Start of Entries provided
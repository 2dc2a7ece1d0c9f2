//! Session membership: the two controller slots and the open-ended observer set
//!
//! This module tracks who is connected to the session and what they have asked for:
//! - Per-controller control cells (latest intent, rematch-ready flag)
//! - Controller slots binding a role and identity label to an outgoing sink
//! - The observer registry shared between the acceptor and the broadcaster
//!
//! Control cells are single-writer (the controller's ingest task) and
//! single-reader (the simulation loop), so they are plain atomics. The observer
//! registry is inserted into and pruned from different tasks and always sits
//! behind a mutex.

use log::info;
use shared::{Intent, Role};
use std::net::SocketAddr;
use std::sync::atomic::{AtomicBool, AtomicU8, Ordering};
use std::sync::Arc;
use tokio::sync::Mutex;

/// Latest control state received from one controller
///
/// Reads may observe a value that is one tick stale; intents are ephemeral
/// control signals and last-writer-wins is the intended semantics.
#[derive(Debug, Default)]
pub struct ControlCell {
    intent: AtomicU8,
    ready: AtomicBool,
}

impl ControlCell {
    pub fn new() -> Self {
        Self::default()
    }

    pub fn set_intent(&self, intent: Intent) {
        self.intent.store(intent.as_u8(), Ordering::Release);
    }

    pub fn intent(&self) -> Intent {
        Intent::from_u8(self.intent.load(Ordering::Acquire))
    }

    pub fn mark_ready(&self) {
        self.ready.store(true, Ordering::Release);
    }

    pub fn is_ready(&self) -> bool {
        self.ready.load(Ordering::Acquire)
    }

    pub fn clear_ready(&self) {
        self.ready.store(false, Ordering::Release);
    }
}

/// One of the two mandatory participants
///
/// Each slot holds:
/// - The side it controls and the identity label credited on a win
/// - The control cell its ingest task writes into
/// - The outgoing half of its connection, written once per tick
#[derive(Debug)]
pub struct ControllerSlot<W> {
    pub role: Role,
    pub identity: String,
    pub control: Arc<ControlCell>,
    pub sink: W,
}

impl<W> ControllerSlot<W> {
    pub fn new(role: Role, identity: impl Into<String>, sink: W) -> Self {
        Self {
            role,
            identity: identity.into(),
            control: Arc::new(ControlCell::new()),
            sink,
        }
    }
}

/// A receive-only connection
#[derive(Debug)]
pub struct Observer<W> {
    /// Registry-assigned identifier, used for logging only
    pub id: u32,
    pub addr: SocketAddr,
    pub sink: W,
}

/// All currently enrolled observers
///
/// There is no capacity limit; an unbounded audience is allowed. Observers
/// leave the registry only when a send to them fails or the session ends.
#[derive(Debug)]
pub struct ObserverRegistry<W> {
    observers: Vec<Observer<W>>,
    next_observer_id: u32,
}

/// Registry handle shared by the acceptor and the broadcaster.
pub type SharedObservers<W> = Arc<Mutex<ObserverRegistry<W>>>;

impl<W> Default for ObserverRegistry<W> {
    fn default() -> Self {
        Self::new()
    }
}

impl<W> ObserverRegistry<W> {
    /// Creates an empty registry. Observer IDs start from 1.
    pub fn new() -> Self {
        Self {
            observers: Vec::new(),
            next_observer_id: 1,
        }
    }

    pub fn shared() -> SharedObservers<W> {
        Arc::new(Mutex::new(Self::new()))
    }

    /// Enrolls a new observer and returns its ID
    pub fn enroll(&mut self, addr: SocketAddr, sink: W) -> u32 {
        let observer_id = self.next_observer_id;
        self.next_observer_id += 1;

        self.observers.push(Observer {
            id: observer_id,
            addr,
            sink,
        });
        info!(
            "Observer {} joined from {} ({} watching)",
            observer_id,
            addr,
            self.observers.len()
        );

        observer_id
    }

    /// Removes the given observers, dropping (and so closing) their sinks.
    /// Returns how many were actually removed.
    pub fn remove(&mut self, observer_ids: &[u32]) -> usize {
        let before = self.observers.len();
        self.observers.retain(|observer| !observer_ids.contains(&observer.id));
        before - self.observers.len()
    }

    pub fn iter_mut(&mut self) -> impl Iterator<Item = &mut Observer<W>> {
        self.observers.iter_mut()
    }

    pub fn ids(&self) -> Vec<u32> {
        self.observers.iter().map(|observer| observer.id).collect()
    }

    /// Takes every observer out of the registry for teardown
    pub fn drain(&mut self) -> Vec<Observer<W>> {
        std::mem::take(&mut self.observers)
    }

    pub fn len(&self) -> usize {
        self.observers.len()
    }

    pub fn is_empty(&self) -> bool {
        self.observers.is_empty()
    }
}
End of Entries provided
**Problem statement**: Go through the lines above. Select every one that has the string "usize".

**Written response**:
    pub fn remove(&mut self, observer_ids: &[u32]) -> usize {
    pub fn len(&self) -> usize {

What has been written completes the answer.